Wouldn't modern C++ be better suited than Rust because it's closer to C?
I know that old C++ got some bad reputation in the past but I think it's time to reconsider that with the changes that started with C++11. The only area where Rust really is better is the management of lifetimes and its associated higher memory safety.
C++ has quite a few powerful features that Rust doesn't have, including better platform support, but Rust has a lot of things going for it that would make it well suited to kernel development:
* no exceptions, and language features and a type system that is set up for explicit error handling - the kernel would need to disable C++ exceptions anyway, making error handling just as cumbersome as in C.
* the ML inspired type system helps to write correct code (eg sum types)
* the language is not riddled with UB and legacy C support induced cruft. You can opt in to unsafety with `unsafe` blocks, but these can be tightly scoped to where it's necessary and can be especially scrutinized
Especially in the context of a kernel, the increased safety guarantees are worth a lot.
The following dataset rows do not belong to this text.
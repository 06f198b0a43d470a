//! Embedded static resources.
//!
//! - `template` - Template types for typed variable injection
//! - `serve` - Dev server live-update client

mod template;

pub use template::{Template, TemplateVars};

pub mod serve {
    use super::{Template, TemplateVars};

    /// Variables for client.js.
    pub struct ClientVars<'a> {
        /// URL prefix of the server's own endpoints, e.g. `/__pipewright`
        pub prefix: &'a str,
    }

    impl TemplateVars for ClientVars<'_> {
        fn apply(&self, content: &str) -> String {
            content.replace("__PIPEWRIGHT_PREFIX__", self.prefix)
        }
    }

    /// Live-update and ghost-mode client, served from memory.
    pub const CLIENT_JS: Template<ClientVars<'static>> =
        Template::new(include_str!("serve/client.js"));
}
use std::path::PathBuf;

use notify::{RecommendedWatcher, RecursiveMode, Watcher};
use rustc_hash::FxHashSet;

/// Keeps the glob base directories attached to the watcher.
///
/// A base that does not exist yet (an empty section) or that was deleted
/// and recreated is attached on the next maintenance pass, which the fs
/// actor runs on a fixed interval and after every quiet window.
pub(super) struct WatchRoots {
    desired: Vec<PathBuf>,
    attached: FxHashSet<PathBuf>,
}

impl WatchRoots {
    pub(super) fn new(paths: Vec<PathBuf>) -> Self {
        Self {
            desired: paths,
            attached: FxHashSet::default(),
        }
    }

    pub(super) fn attach_existing(&mut self, watcher: &mut RecommendedWatcher) -> notify::Result<()> {
        for path in &self.desired {
            if !path.exists() {
                crate::debug!("watch"; "not yet present: {}", path.display());
                continue;
            }
            watcher.watch(path, RecursiveMode::Recursive)?;
            self.attached.insert(path.clone());
        }
        Ok(())
    }

    pub(super) fn maintain(&mut self, watcher: &mut RecommendedWatcher) {
        self.attached.retain(|path| path.exists());

        for path in &self.desired {
            if self.attached.contains(path) || !path.exists() {
                continue;
            }
            if watcher.watch(path, RecursiveMode::Recursive).is_ok() {
                self.attached.insert(path.clone());
                crate::debug!("watch"; "attached: {}", path.display());
            }
        }
    }
}

#[cfg(test)]
mod tests {
    use super::*;
    use std::fs;
    use tempfile::TempDir;

    fn watcher() -> RecommendedWatcher {
        notify::recommended_watcher(|_: notify::Result<notify::Event>| {}).unwrap()
    }

    #[test]
    fn test_late_base_attached_on_maintain() {
        let dir = TempDir::new().unwrap();
        let present = dir.path().join("src/docs");
        let late = dir.path().join("src/demo");
        fs::create_dir_all(&present).unwrap();

        let mut watcher = watcher();
        let mut roots = WatchRoots::new(vec![present.clone(), late.clone()]);
        roots.attach_existing(&mut watcher).unwrap();
        assert!(roots.attached.contains(&present));
        assert!(!roots.attached.contains(&late));

        fs::create_dir_all(&late).unwrap();
        roots.maintain(&mut watcher);
        assert!(roots.attached.contains(&late));
    }

    #[test]
    fn test_deleted_base_detached() {
        let dir = TempDir::new().unwrap();
        let base = dir.path().join("src/item");
        fs::create_dir_all(&base).unwrap();

        let mut watcher = watcher();
        let mut roots = WatchRoots::new(vec![base.clone()]);
        roots.attach_existing(&mut watcher).unwrap();
        fs::remove_dir_all(&base).unwrap();
        roots.maintain(&mut watcher);
        assert!(roots.attached.is_empty());
    }
}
On the flipside, the kernel developers are a group of people with a detailed understanding of what makes C unsafe, and how to watch out for it in code reviews. I'm not saying that every bug gets caught in code review, not by a long shot, but the kernel developers as a group don't have any experience with reviewing Rust code, let alone reviewing it for unsafe or undefined behavior.
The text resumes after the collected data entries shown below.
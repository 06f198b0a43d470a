//! CSS post-processing and JS minification.
//!
//! Uses lightningcss for CSS and oxc for JavaScript.

use lightningcss::stylesheet::{ParserOptions, PrinterOptions, StyleSheet};
use oxc::allocator::Allocator;
use oxc::codegen::{Codegen, CodegenOptions, CommentOptions};
use oxc::mangler::MangleOptions;
use oxc::minifier::{CompressOptions, Minifier, MinifierOptions};
use oxc::parser::Parser;
use oxc::span::SourceType;
use parcel_sourcemap::SourceMap;

use super::TransformError;

/// How the compiled stylesheet is printed.
#[derive(Debug, Clone, Copy, PartialEq, Eq)]
pub enum CssOutput {
    /// Readable output.
    Pretty,
    /// Readable output with an inline base64 source map comment.
    PrettyWithMap,
    Minified,
}

/// Re-print compiled CSS through lightningcss.
///
/// `filename` is recorded as the map's source name.
pub fn process_css(source: &str, filename: &str, output: CssOutput) -> Result<String, TransformError> {
    let css_err = |e: &dyn std::fmt::Display| TransformError::Css(e.to_string());

    let stylesheet = StyleSheet::parse(
        source,
        ParserOptions {
            filename: filename.to_string(),
            ..ParserOptions::default()
        },
    )
    .map_err(|e| css_err(&e))?;

    let mut source_map = (output == CssOutput::PrettyWithMap).then(|| {
        let mut map = SourceMap::new("/");
        map.add_source(filename);
        // Content is only embedded for devtools; a failure leaves the map usable.
        let _ = map.set_source_content(0, source);
        map
    });

    let result = stylesheet
        .to_css(PrinterOptions {
            minify: output == CssOutput::Minified,
            source_map: source_map.as_mut(),
            ..PrinterOptions::default()
        })
        .map_err(|e| css_err(&e))?;

    let mut code = result.code;
    if let Some(map) = source_map.as_mut() {
        let url = map.to_data_url(None).map_err(|e| css_err(&e))?;
        code.push_str(&format!("\n/*# sourceMappingURL={url} */\n"));
    }
    Ok(code)
}

/// Minify a classic (non-module) browser script.
///
/// Top-level declarations are globals shared with other scripts on the
/// page, so they keep their names and survive even when unused locally.
pub fn minify_js(source: &str, drop_console: bool) -> Result<String, TransformError> {
    let allocator = Allocator::default();
    let source_type = SourceType::cjs().with_module(false);
    let ret = Parser::new(&allocator, source, source_type).parse();
    if let Some(err) = ret.errors.first() {
        return Err(TransformError::Script(err.to_string()));
    }
    let mut program = ret.program;
    let options = MinifierOptions {
        mangle: Some(MangleOptions {
            top_level: Some(false),
            ..MangleOptions::default()
        }),
        compress: Some(CompressOptions {
            drop_console,
            ..CompressOptions::smallest()
        }),
    };
    let ret = Minifier::new(options).minify(&allocator, &mut program);
    let code = Codegen::new()
        .with_options(CodegenOptions {
            minify: true,
            comments: CommentOptions::disabled(),
            ..CodegenOptions::default()
        })
        .with_scoping(ret.scoping)
        .build(&program)
        .code;
    Ok(code)
}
We're still pretty early in Rust's lifecycle, and there is still a lot to be learned about what `unsafe` can really break, especially at-a-distance. The UCG WG is doing this work in [1], but I can understand if the kernel developers want to hold off on using Rust for more central parts of the kernel until this work is farther ahead.
In my uninformed opinion, it's fairly simple to write Rust code that's easy to review. Write unsafe as little as possible and if you need to, put that unsafe block in as small a module as possible. That's mostly it.
I think it might be at least half a decade before Rust starts being used in more central parts of the kernel (if at all) because adding a second language significantly complicates the build process. Also, it is blocked on Rust supporting all the platforms that Linux supports just as well. It would be disastrous for Linux to drop support for it's long tail of platforms because Linux could no longer be built for those platforms.
> Write unsafe as little as possible and if you need to, put that unsafe block in as small a module as possible. That's mostly it.
I don't have links at hand, but there were already instances where a bug in an `unsafe` block had effects in completely different (and seemingly random) places. Discovering all the ways in which `unsafe` blocks can cause unsafe or undefined behavior in unrelated places is still an active field of research.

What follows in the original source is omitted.